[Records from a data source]
::::::

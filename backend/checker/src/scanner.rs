//! File scanning: physical lines → logical lines → diagnostics.

use std::path::Path;

use cronlint_core::{
    clean_line, CronlintError, CrontabKind, Diagnostic, Finding, LogicalLine, UserLookup,
};
use tracing::{debug, warn};

use crate::entry::check_logical_line;

/// Result of scanning one crontab.
#[derive(Debug, Clone, Default, PartialEq, Eq)]
pub struct ScanOutcome {
    /// Logical lines that were classified and checked.
    pub rows_checked: usize,
    pub errors: Vec<Diagnostic>,
    pub warnings: Vec<Diagnostic>,
}

impl ScanOutcome {
    /// Distinct line numbers carrying at least one line-level error.
    pub fn rows_with_errors(&self) -> usize {
        let mut lines: Vec<usize> = self
            .errors
            .iter()
            .filter(|d| !d.finding.is_file_level())
            .map(|d| d.line_number)
            .collect();
        lines.sort_unstable();
        lines.dedup();
        lines.len()
    }

    fn push(&mut self, diag: Diagnostic) {
        if diag.is_error() {
            self.errors.push(diag);
        } else {
            self.warnings.push(diag);
        }
    }
}

/// Join backslash continuations and drop blank, comment and stray lines.
///
/// Returns the logical lines together with the number of physical lines.
/// A line ending in `\` swallows the following lines that start with a
/// space or tab, up to and including the first one that does not itself end
/// in `\`. Continuations are joined with `\n`. Any other line starting with
/// a space or tab is stray and skipped.
pub fn logical_lines(text: &str) -> (Vec<LogicalLine>, usize) {
    let physical: Vec<&str> = text.lines().collect();
    let mut logical = Vec::new();
    let mut i = 0;

    while i < physical.len() {
        let first = physical[i];
        let line_number = i + 1;
        i += 1;

        if first.starts_with([' ', '\t']) {
            continue;
        }

        let joined = match first.strip_suffix('\\') {
            Some(head) => {
                let mut joined = head.to_string();
                while let Some(next) = physical.get(i).filter(|l| l.starts_with([' ', '\t'])) {
                    i += 1;
                    joined.push('\n');
                    match next.strip_suffix('\\') {
                        Some(cont) => joined.push_str(cont),
                        None => {
                            joined.push_str(next);
                            break;
                        }
                    }
                }
                joined
            }
            None => first.to_string(),
        };

        let trimmed = joined.trim();
        if trimmed.is_empty() || trimmed.starts_with('#') {
            continue;
        }
        logical.push(LogicalLine { text: joined, line_number, display: first.to_string() });
    }

    (logical, physical.len())
}

/// Scan crontab text already in memory.
///
/// Each diagnostic is handed to `sink` as soon as its line has been checked,
/// so callers can stream output in line order.
pub fn scan_source<F>(
    file: &str,
    text: &str,
    kind: CrontabKind,
    users: &dyn UserLookup,
    mut sink: F,
) -> ScanOutcome
where
    F: FnMut(&Diagnostic),
{
    let (lines, physical_count) = logical_lines(text);
    let mut outcome = ScanOutcome::default();

    for line in &lines {
        outcome.rows_checked += 1;
        let report = check_logical_line(line, kind, file, users);
        if report.is_clean() {
            debug!("{} (Line {}): {} # valid", file, line.line_number, clean_line(&line.display));
            continue;
        }
        for diag in report.errors.into_iter().chain(report.warnings) {
            sink(&diag);
            outcome.push(diag);
        }
    }

    if !text.is_empty() && !text.ends_with('\n') {
        let diag = Diagnostic::file_level(file, physical_count + 1, Finding::MissingTrailingNewline);
        sink(&diag);
        outcome.push(diag);
    }

    outcome
}

/// Read a crontab from disk.
pub fn read_crontab(path: &Path) -> Result<String, CronlintError> {
    std::fs::read_to_string(path).map_err(|source| CronlintError::Io {
        path: path.to_path_buf(),
        source,
    })
}

/// Base name used in diagnostics.
pub fn display_name(path: &Path) -> String {
    path.file_name()
        .map(|n| n.to_string_lossy().into_owned())
        .unwrap_or_else(|| path.display().to_string())
}

/// Scan a crontab file. An unreadable file yields zero checked rows and a
/// single "Error reading file" diagnostic at Line 0.
pub fn scan_file<F>(path: &Path, kind: CrontabKind, users: &dyn UserLookup, mut sink: F) -> ScanOutcome
where
    F: FnMut(&Diagnostic),
{
    let file = display_name(path);
    match read_crontab(path) {
        Ok(text) => scan_source(&file, &text, kind, users, sink),
        Err(e) => {
            warn!(path = %path.display(), error = %e, "crontab unreadable");
            let reason = match &e {
                CronlintError::Io { source, .. } => source.to_string(),
                other => other.to_string(),
            };
            let diag = Diagnostic::file_level(&file, 0, Finding::UnreadableFile { reason });
            sink(&diag);
            let mut outcome = ScanOutcome::default();
            outcome.push(diag);
            outcome
        }
    }
}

::::::

**WHAT TO PRODUCE:** Write the entries again, exactly as they stand.

**OUTPUT BELOW:**
filename backend/checker/src/scanner.rs
//! File scanning: physical lines → logical lines → diagnostics.

use std::path::Path;

use cronlint_core::{
    clean_line, CronlintError, CrontabKind, Diagnostic, Finding, LogicalLine, UserLookup,
};
use tracing::{debug, warn};

use crate::entry::check_logical_line;

/// Result of scanning one crontab.
#[derive(Debug, Clone, Default, PartialEq, Eq)]
pub struct ScanOutcome {
    /// Logical lines that were classified and checked.
    pub rows_checked: usize,
    pub errors: Vec<Diagnostic>,
    pub warnings: Vec<Diagnostic>,
}

impl ScanOutcome {
    /// Distinct line numbers carrying at least one line-level error.
    pub fn rows_with_errors(&self) -> usize {
        let mut lines: Vec<usize> = self
            .errors
            .iter()
            .filter(|d| !d.finding.is_file_level())
            .map(|d| d.line_number)
            .collect();
        lines.sort_unstable();
        lines.dedup();
        lines.len()
    }

    fn push(&mut self, diag: Diagnostic) {
        if diag.is_error() {
            self.errors.push(diag);
        } else {
            self.warnings.push(diag);
        }
    }
}

/// Join backslash continuations and drop blank, comment and stray lines.
///
/// Returns the logical lines together with the number of physical lines.
/// A line ending in `\` swallows the following lines that start with a
/// space or tab, up to and including the first one that does not itself end
/// in `\`. Continuations are joined with `\n`. Any other line starting with
/// a space or tab is stray and skipped.
pub fn logical_lines(text: &str) -> (Vec<LogicalLine>, usize) {
    let physical: Vec<&str> = text.lines().collect();
    let mut logical = Vec::new();
    let mut i = 0;

    while i < physical.len() {
        let first = physical[i];
        let line_number = i + 1;
        i += 1;

        if first.starts_with([' ', '\t']) {
            continue;
        }

        let joined = match first.strip_suffix('\\') {
            Some(head) => {
                let mut joined = head.to_string();
                while let Some(next) = physical.get(i).filter(|l| l.starts_with([' ', '\t'])) {
                    i += 1;
                    joined.push('\n');
                    match next.strip_suffix('\\') {
                        Some(cont) => joined.push_str(cont),
                        None => {
                            joined.push_str(next);
                            break;
                        }
                    }
                }
                joined
            }
            None => first.to_string(),
        };

        let trimmed = joined.trim();
        if trimmed.is_empty() || trimmed.starts_with('#') {
            continue;
        }
        logical.push(LogicalLine { text: joined, line_number, display: first.to_string() });
    }

    (logical, physical.len())
}

/// Scan crontab text already in memory.
///
/// Each diagnostic is handed to `sink` as soon as its line has been checked,
/// so callers can stream output in line order.
pub fn scan_source<F>(
    file: &str,
    text: &str,
    kind: CrontabKind,
    users: &dyn UserLookup,
    mut sink: F,
) -> ScanOutcome
where
    F: FnMut(&Diagnostic),
{
    let (lines, physical_count) = logical_lines(text);
    let mut outcome = ScanOutcome::default();

    for line in &lines {
        outcome.rows_checked += 1;
        let report = check_logical_line(line, kind, file, users);
        if report.is_clean() {
            debug!("{} (Line {}): {} # valid", file, line.line_number, clean_line(&line.display));
            continue;
        }
        for diag in report.errors.into_iter().chain(report.warnings) {
            sink(&diag);
            outcome.push(diag);
        }
    }

    if !text.is_empty() && !text.ends_with('\n') {
        let diag = Diagnostic::file_level(file, physical_count + 1, Finding::MissingTrailingNewline);
        sink(&diag);
        outcome.push(diag);
    }

    outcome
}

/// Read a crontab from disk.
pub fn read_crontab(path: &Path) -> Result<String, CronlintError> {
    std::fs::read_to_string(path).map_err(|source| CronlintError::Io {
        path: path.to_path_buf(),
        source,
    })
}

/// Base name used in diagnostics.
pub fn display_name(path: &Path) -> String {
    path.file_name()
        .map(|n| n.to_string_lossy().into_owned())
        .unwrap_or_else(|| path.display().to_string())
}

/// Scan a crontab file. An unreadable file yields zero checked rows and a
/// single "Error reading file" diagnostic at Line 0.
pub fn scan_file<F>(path: &Path, kind: CrontabKind, users: &dyn UserLookup, mut sink: F) -> ScanOutcome
where
    F: FnMut(&Diagnostic),
{
    let file = display_name(path);
    match read_crontab(path) {
        Ok(text) => scan_source(&file, &text, kind, users, sink),
        Err(e) => {
            warn!(path = %path.display(), error = %e, "crontab unreadable");
            let reason = match &e {
                CronlintError::Io { source, .. } => source.to_string(),
                other => other.to_string(),
            };
            let diag = Diagnostic::file_level(&file, 0, Finding::UnreadableFile { reason });
            sink(&diag);
            let mut outcome = ScanOutcome::default();
            outcome.push(diag);
            outcome
        }
    }
}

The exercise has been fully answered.